Contesting a Will in the Family Provision Context
It is a generally accepted principle of law that an individual is entitled to leave their property by Will to whomever they wish when they die. However, there are unique circumstances where the Court may alter the terms of the Will.
If you believe that the deceased in his or her Will has not made appropriate provisions for you, you may be entitled to contest its terms by lodging an application with the Court for an order for provision to be made out of the deceased’s estate to you (known as the family provision application). Contesting a Will is often a confronting process, and there are a number of factors which you should consider when deciding whether or not to contest a Will.
Things to Consider
Adopting a ‘human approach’ to these situations can often make the process much easier. If you have an amicable relationship with the executor(s) and/or other beneficiaries of the Estate, you should consider whether or not you can voice your concerns in an attempt to reach a solution through common ground.

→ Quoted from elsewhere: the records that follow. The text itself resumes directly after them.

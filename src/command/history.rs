use tracing::debug;

use super::command::Command;
use crate::model::TableStore;

/// Linear undo history.
///
/// `entries[..len - undone]` have been applied to the store; the trailing
/// `undone` entries are available for redo until the next `execute`.
#[derive(Debug, Default)]
pub struct History {
    entries: Vec<Command>,
    undone: usize,
}

impl History {
    pub fn new() -> Self {
        Self::default()
    }

    /// Drop the redo tail, record `command` and apply it.
    pub fn execute(&mut self, command: Command, store: &mut TableStore) {
        if self.undone > 0 {
            debug!(target: "history", "discarding {} undone command(s)", self.undone);
            self.entries.truncate(self.entries.len() - self.undone);
            self.undone = 0;
        }
        debug!(target: "history", "execute: {}", command);
        self.entries.push(command);
        if let Some(command) = self.entries.last() {
            command.execute(store);
        }
    }

    /// Returns false when there is nothing left to undo.
    pub fn undo(&mut self, store: &mut TableStore) -> bool {
        if !self.can_undo() {
            return false;
        }
        self.undone += 1;
        let command = &self.entries[self.entries.len() - self.undone];
        debug!(target: "history", "undo: {}", command);
        command.undo(store);
        true
    }

    /// Returns false when there is nothing to redo.
    pub fn redo(&mut self, store: &mut TableStore) -> bool {
        if !self.can_redo() {
            return false;
        }
        let command = &self.entries[self.entries.len() - self.undone];
        debug!(target: "history", "redo: {}", command);
        command.execute(store);
        self.undone -= 1;
        true
    }

    pub fn can_undo(&self) -> bool {
        self.undone < self.entries.len()
    }

    pub fn can_redo(&self) -> bool {
        self.undone > 0
    }

    /// Total recorded commands, including undone ones.
    pub fn len(&self) -> usize {
        self.entries.len()
    }

    pub fn is_empty(&self) -> bool {
        self.entries.is_empty()
    }

    pub fn undone_count(&self) -> usize {
        self.undone
    }

    /// Commands currently applied to the store.
    pub fn applied_count(&self) -> usize {
        self.entries.len() - self.undone
    }

    /// Most recent applied command, if any.
    pub fn last_applied(&self) -> Option<&Command> {
        self.applied_count()
            .checked_sub(1)
            .and_then(|i| self.entries.get(i))
    }
}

When deciding whether or not you should contest a Will, there are a few questions that you should ask yourself about your current circumstances:
- Are you financially secure?
- Do you have any health concerns or disabilities?
- Are you independent?
This is because not everyone is entitled to contest a Will. Eligibility is determined by the Succession Act 2006 (NSW). The Act states that the following are considered to be eligible persons who may make a family provision application within 12 months from the date of death of the deceased person:
- a spouse,
- a de facto spouse,
- child of the deceased,
- former spouse,
- a person who:
- was totally or partially dependent on the deceased at any time which need not necessarily be at the date of death of the deceased, except in the case of grandchildren, and
- was a member of the same household as the deceased at any time (for example, step-children or parents), or
- a person, whether or not related by family, with whom the deceased person was living in a close personal relationship as at the date of death of the deceased, and one or each of whom provides the other with domestic support and personal care at the time of the deceased’s death.
While all of these people may be eligible, there is no requirement for a will to treat all dependants equally.
You should also consider what the total size of the Estate might be. The Court will be more reluctant to intervene in an Estate that holds minimal value.
While a solicitor with experience in family provision applications will be able to help you determine whether or not your Application has reasonable prospects of success, it is worth your time to consider each of these factors and know that they may be relevant.
Estate litigation can be a long process and typically arises in circumstances that are emotionally difficult. It can cause irreparable damage to relationships within a family. You should consider the emotional cost of contesting a Will and ask yourself whether or not any amount of money will be worth the potential loss of relationships with your family.
Having considered the size of the Estate in question, it is also important to understand the cost of pursuing an Application to contest a Will. Each party with an interest in the Estate will require their own legal representation (including the executors or administrators), and depending on the outcome of the Application, a portion of these fees may be deducted from the Estate itself.
If your Application is unsuccessful, you will also be at risk of having to pay the legal costs of the Estate, as well as your own.
If you choose to engage a solicitor, they will outline the full cost implications of contesting a Will.
How to get started?
If you’ve decided that you would like to contest a Will and believe that you will be eligible, the next step is to make an appointment with a solicitor who is experienced in Estate Disputes. Carroll and O’Dea have a number of specialists who can assist you with this.
Your solicitor will outline what the process involves and provide further detail about any risks that may arise. After undertaking some preliminary investigations, a Summons will be filed in the Supreme Court of New South Wales, together with an Affidavit which sets out the evidence in support of your Application for the Court’s consideration.
The executors or administrators of the Estate will then be given the opportunity to respond to your Application with their own evidence. The Application will typically proceed to a mediation where the parties will attempt to resolve it. If the Application is unable to resolve at mediation, it will then progress to a hearing.
Finally if you have made an appointment with a solicitor regarding an application to contest a will, try to provide as much detail as possible about your current financial situation, about your relationship with the deceased and about any contributions you may have made to the deceased while they were alive. If you have any documents that you think may be relevant, bring them to your first consultation.